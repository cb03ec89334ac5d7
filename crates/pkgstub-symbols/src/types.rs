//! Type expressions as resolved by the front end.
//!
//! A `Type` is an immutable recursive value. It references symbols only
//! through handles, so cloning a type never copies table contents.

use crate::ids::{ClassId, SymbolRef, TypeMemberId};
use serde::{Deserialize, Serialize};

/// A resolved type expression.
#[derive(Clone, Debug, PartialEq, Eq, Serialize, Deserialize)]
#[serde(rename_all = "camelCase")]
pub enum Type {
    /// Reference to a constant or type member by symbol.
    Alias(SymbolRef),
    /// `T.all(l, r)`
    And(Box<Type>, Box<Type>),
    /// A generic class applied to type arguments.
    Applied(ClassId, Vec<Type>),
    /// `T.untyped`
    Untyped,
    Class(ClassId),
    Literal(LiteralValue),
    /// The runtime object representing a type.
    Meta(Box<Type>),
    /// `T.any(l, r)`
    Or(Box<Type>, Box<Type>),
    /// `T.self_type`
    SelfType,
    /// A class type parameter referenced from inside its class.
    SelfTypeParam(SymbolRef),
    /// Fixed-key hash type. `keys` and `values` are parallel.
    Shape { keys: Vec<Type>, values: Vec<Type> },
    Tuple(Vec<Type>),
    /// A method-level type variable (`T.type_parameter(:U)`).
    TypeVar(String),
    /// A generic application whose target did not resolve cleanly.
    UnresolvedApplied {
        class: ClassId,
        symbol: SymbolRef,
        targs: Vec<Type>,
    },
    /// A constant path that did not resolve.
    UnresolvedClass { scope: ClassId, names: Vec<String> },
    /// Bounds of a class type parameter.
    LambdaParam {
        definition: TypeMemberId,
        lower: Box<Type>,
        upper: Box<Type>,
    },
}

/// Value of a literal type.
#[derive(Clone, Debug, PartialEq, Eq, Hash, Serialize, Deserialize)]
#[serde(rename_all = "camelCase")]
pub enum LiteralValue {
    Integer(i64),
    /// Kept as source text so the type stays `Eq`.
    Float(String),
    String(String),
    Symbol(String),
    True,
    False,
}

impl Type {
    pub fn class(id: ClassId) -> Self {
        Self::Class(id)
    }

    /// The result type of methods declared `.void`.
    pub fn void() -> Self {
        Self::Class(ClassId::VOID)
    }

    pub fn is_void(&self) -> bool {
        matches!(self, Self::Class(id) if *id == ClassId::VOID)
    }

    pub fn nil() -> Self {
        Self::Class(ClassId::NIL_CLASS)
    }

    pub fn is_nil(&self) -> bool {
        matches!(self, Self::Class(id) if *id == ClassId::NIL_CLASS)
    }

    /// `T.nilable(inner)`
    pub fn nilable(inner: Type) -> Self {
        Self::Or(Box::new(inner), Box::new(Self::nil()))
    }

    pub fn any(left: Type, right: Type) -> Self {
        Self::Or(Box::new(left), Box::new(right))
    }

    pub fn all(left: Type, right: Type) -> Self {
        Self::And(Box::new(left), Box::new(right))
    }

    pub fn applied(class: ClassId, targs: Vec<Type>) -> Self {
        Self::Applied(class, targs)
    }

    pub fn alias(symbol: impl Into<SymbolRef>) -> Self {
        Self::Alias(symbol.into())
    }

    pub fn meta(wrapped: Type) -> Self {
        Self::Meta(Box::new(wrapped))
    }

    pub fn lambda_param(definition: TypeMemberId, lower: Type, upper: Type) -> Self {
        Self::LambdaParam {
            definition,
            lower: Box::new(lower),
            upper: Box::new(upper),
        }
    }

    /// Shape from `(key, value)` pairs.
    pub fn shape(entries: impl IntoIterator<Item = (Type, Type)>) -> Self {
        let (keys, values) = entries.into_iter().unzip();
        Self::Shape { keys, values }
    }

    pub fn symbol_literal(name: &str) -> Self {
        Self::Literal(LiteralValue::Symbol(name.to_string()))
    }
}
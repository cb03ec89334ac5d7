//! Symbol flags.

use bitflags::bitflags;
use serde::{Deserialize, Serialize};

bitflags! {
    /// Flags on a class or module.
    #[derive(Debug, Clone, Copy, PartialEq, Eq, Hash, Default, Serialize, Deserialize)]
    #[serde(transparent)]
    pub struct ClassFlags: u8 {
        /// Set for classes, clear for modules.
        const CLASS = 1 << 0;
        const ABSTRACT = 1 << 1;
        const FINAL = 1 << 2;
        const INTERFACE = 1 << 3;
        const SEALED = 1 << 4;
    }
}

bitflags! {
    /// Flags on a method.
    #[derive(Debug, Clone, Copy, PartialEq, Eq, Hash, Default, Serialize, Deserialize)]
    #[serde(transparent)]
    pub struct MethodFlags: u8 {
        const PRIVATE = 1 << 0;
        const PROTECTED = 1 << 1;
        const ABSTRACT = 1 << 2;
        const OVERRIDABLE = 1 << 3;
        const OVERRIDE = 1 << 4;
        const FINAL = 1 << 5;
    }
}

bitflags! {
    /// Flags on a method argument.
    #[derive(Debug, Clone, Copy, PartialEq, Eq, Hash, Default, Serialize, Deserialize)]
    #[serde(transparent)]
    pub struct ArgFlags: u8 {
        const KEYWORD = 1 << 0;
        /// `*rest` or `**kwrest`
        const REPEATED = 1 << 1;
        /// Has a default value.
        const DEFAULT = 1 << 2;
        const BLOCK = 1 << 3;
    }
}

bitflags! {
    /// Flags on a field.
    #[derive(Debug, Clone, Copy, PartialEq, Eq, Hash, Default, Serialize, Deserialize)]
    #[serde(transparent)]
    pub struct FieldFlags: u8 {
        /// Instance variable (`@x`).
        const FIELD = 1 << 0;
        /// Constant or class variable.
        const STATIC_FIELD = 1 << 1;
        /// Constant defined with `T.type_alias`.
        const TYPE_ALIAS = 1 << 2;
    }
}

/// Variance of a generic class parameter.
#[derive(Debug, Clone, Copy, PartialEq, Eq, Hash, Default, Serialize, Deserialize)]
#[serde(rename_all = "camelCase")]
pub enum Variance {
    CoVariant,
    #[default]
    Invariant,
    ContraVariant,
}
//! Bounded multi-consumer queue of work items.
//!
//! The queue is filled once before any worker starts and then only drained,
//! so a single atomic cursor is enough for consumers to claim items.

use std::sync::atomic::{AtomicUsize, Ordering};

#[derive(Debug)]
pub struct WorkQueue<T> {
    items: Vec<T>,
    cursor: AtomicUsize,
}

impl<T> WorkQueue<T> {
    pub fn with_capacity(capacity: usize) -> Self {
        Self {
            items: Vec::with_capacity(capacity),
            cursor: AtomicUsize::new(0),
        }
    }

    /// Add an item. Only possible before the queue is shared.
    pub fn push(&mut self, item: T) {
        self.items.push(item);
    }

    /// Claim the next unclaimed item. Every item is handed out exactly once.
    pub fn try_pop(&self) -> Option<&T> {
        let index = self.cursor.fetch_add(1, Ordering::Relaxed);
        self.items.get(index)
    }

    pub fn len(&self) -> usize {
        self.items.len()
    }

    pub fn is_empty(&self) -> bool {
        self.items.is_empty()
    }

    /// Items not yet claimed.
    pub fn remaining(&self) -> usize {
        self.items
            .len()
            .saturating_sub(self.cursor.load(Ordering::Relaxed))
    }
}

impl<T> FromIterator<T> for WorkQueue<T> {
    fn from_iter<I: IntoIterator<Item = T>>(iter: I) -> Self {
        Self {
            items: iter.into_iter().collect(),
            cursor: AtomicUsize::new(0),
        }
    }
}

..........

> Your goal
Copy the lines of the data above exactly as written, beginning with the line containing "pub fn shape(entries: impl" and ending with the line containing "const INTERFACE = 1 << 3;", and leave out all other lines.

> Your solution
    pub fn shape(entries: impl IntoIterator<Item = (Type, Type)>) -> Self {
        let (keys, values) = entries.into_iter().unzip();
        Self::Shape { keys, values }
    }

    pub fn symbol_literal(name: &str) -> Self {
        Self::Literal(LiteralValue::Symbol(name.to_string()))
    }
}
repository cb03ec89334ac5d7
//! Symbol flags.

use bitflags::bitflags;
use serde::{Deserialize, Serialize};

bitflags! {
    /// Flags on a class or module.
    #[derive(Debug, Clone, Copy, PartialEq, Eq, Hash, Default, Serialize, Deserialize)]
    #[serde(transparent)]
    pub struct ClassFlags: u8 {
        /// Set for classes, clear for modules.
        const CLASS = 1 << 0;
        const ABSTRACT = 1 << 1;
        const FINAL = 1 << 2;
        const INTERFACE = 1 << 3;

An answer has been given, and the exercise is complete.